*** Opening of Source data ***

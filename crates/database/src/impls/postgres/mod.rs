use crate::error::BackendResult;
use anyhow::anyhow;
use diesel::{
    PgConnection,
    r2d2::{ConnectionManager, Pool, PooledConnection},
};
use diesel_migrations::{EmbeddedMigrations, MigrationHarness, embed_migrations};
use log::info;

mod article;
mod comment;
mod interaction;

pub type DbPool = Pool<ConnectionManager<PgConnection>>;

const MIGRATIONS: EmbeddedMigrations = embed_migrations!("migrations");

/// PostgreSQL storage through a diesel connection pool.
#[derive(Clone)]
pub struct PgStore {
    pub db_pool: DbPool,
}

impl PgStore {
    pub fn connect(database_url: &str, pool_size: u32) -> BackendResult<Self> {
        let manager = ConnectionManager::<PgConnection>::new(database_url);
        let db_pool = Pool::builder().max_size(pool_size).build(manager)?;

        let applied = db_pool
            .get()?
            .run_pending_migrations(MIGRATIONS)
            .map_err(|e| anyhow!("Failed to run migrations: {e}"))?;
        if !applied.is_empty() {
            info!("Applied {} database migrations", applied.len());
        }
        Ok(PgStore { db_pool })
    }

    fn conn(&self) -> BackendResult<PooledConnection<ConnectionManager<PgConnection>>> {
        Ok(self.db_pool.get()?)
    }
}
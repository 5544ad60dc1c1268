use super::CommentStore;
use crate::{
    common::{
        MAX_COMMENT_DEPTH,
        comment::{Comment, DbComment},
        newtypes::{ArticleId, CommentId},
    },
    error::BackendResult,
};
use log::warn;
use std::collections::HashMap;

/// Fetch all live comments of an article and assemble them into a tree.
pub fn build_comment_tree<S>(store: &S, article_id: ArticleId) -> BackendResult<Vec<Comment>>
where
    S: CommentStore + ?Sized,
{
    let rows = store.list_for_article(article_id)?;
    Ok(assemble_tree(rows))
}

/// Assemble stored rows into nested comments. Siblings are ordered by creation time, parent
/// annotations are rewritten from the actual nesting.
///
/// Rows which cannot be placed (missing parent, inconsistent depth, below the depth limit)
/// are logged and left out. Their branch shows up as having no replies instead of failing
/// the whole tree.
pub fn assemble_tree(rows: Vec<DbComment>) -> Vec<Comment> {
    let total = rows.len();
    let mut children: HashMap<Option<CommentId>, Vec<DbComment>> = HashMap::new();
    for row in rows {
        children.entry(row.parent_id.clone()).or_default().push(row);
    }
    for siblings in children.values_mut() {
        siblings.sort_by(|a, b| {
            a.created_at
                .cmp(&b.created_at)
                .then_with(|| a.id.cmp(&b.id))
        });
    }

    let mut placed = 0;
    let roots = children.remove(&None).unwrap_or_default();
    let tree = roots
        .into_iter()
        .filter_map(|row| attach(row, None, None, 0, &mut children, &mut placed))
        .collect();

    if placed != total {
        let orphans: Vec<String> = children
            .values()
            .flatten()
            .map(|c| c.id.to_string())
            .collect();
        warn!(
            "Dropped {} comments which could not be placed in the tree: {}",
            total - placed,
            orphans.join(", ")
        );
    }
    tree
}

fn attach(
    row: DbComment,
    parent_id: Option<&CommentId>,
    grand_parent_id: Option<&CommentId>,
    depth: usize,
    children: &mut HashMap<Option<CommentId>, Vec<DbComment>>,
    placed: &mut usize,
) -> Option<Comment> {
    if row.depth != depth as i32 {
        warn!(
            "Comment {} has stored depth {} but sits at depth {depth}",
            row.id, row.depth
        );
        return None;
    }
    *placed += 1;
    let mut node = Comment::from_row(row);
    node.parent_id = parent_id.cloned();
    node.grand_parent_id = grand_parent_id.cloned();

    let replies = children.remove(&Some(node.id.clone())).unwrap_or_default();
    if depth == MAX_COMMENT_DEPTH {
        if !replies.is_empty() {
            warn!(
                "Comment {} has {} replies below the depth limit",
                node.id,
                replies.len()
            );
            // keep them around so they are included in the orphan report
            children.insert(Some(node.id.clone()), replies);
        }
        return Some(node);
    }
    let id = node.id.clone();
    // The parent of this node is the top-level ancestor of its replies
    node.replies = replies
        .into_iter()
        .filter_map(|r| attach(r, Some(&id), parent_id, depth + 1, children, placed))
        .collect();
    Some(node)
}
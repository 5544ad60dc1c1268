use axum::{
    http::StatusCode,
    response::{IntoResponse, Response},
};
use std::fmt::{Display, Formatter};

pub type BackendResult<T> = Result<T, BackendError>;

#[derive(Debug)]
pub struct BackendError(pub anyhow::Error);

/// Returned by stores when an article, study or comment does not exist.
#[derive(Debug)]
pub struct NotFoundError(pub String);

impl Display for NotFoundError {
    fn fmt(&self, f: &mut Formatter<'_>) -> std::fmt::Result {
        write!(f, "{} not found", self.0)
    }
}

impl std::error::Error for NotFoundError {}

impl Display for BackendError {
    fn fmt(&self, f: &mut Formatter<'_>) -> std::fmt::Result {
        std::fmt::Display::fmt(&self.0, f)
    }
}

impl<T> From<T> for BackendError
where
    T: Into<anyhow::Error>,
{
    fn from(t: T) -> Self {
        BackendError(t.into())
    }
}

impl BackendError {
    pub fn is_not_found(&self) -> bool {
        if self.0.downcast_ref::<NotFoundError>().is_some() {
            return true;
        }
        #[cfg(feature = "postgres")]
        if let Some(diesel::result::Error::NotFound) = self.0.downcast_ref::<diesel::result::Error>()
        {
            return true;
        }
        false
    }
}

impl IntoResponse for BackendError {
    fn into_response(self) -> Response {
        let status = if self.is_not_found() {
            StatusCode::NOT_FOUND
        } else {
            StatusCode::INTERNAL_SERVER_ERROR
        };
        (status, format!("{}", self.0)).into_response()
    }
}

*** Close of Source data ***

Your instructions =>
If a line above holds the string "placed", copy it out.

Task result =>
/// Rows which cannot be placed (missing parent, inconsistent depth, below the depth limit)
    let mut placed = 0;
        .filter_map(|row| attach(row, None, None, 0, &mut children, &mut placed))
    if placed != total {
            "Dropped {} comments which could not be placed in the tree: {}",
            total - placed,
    placed: &mut usize,
    *placed += 1;
        .filter_map(|r| attach(r, Some(&id), parent_id, depth + 1, children, placed))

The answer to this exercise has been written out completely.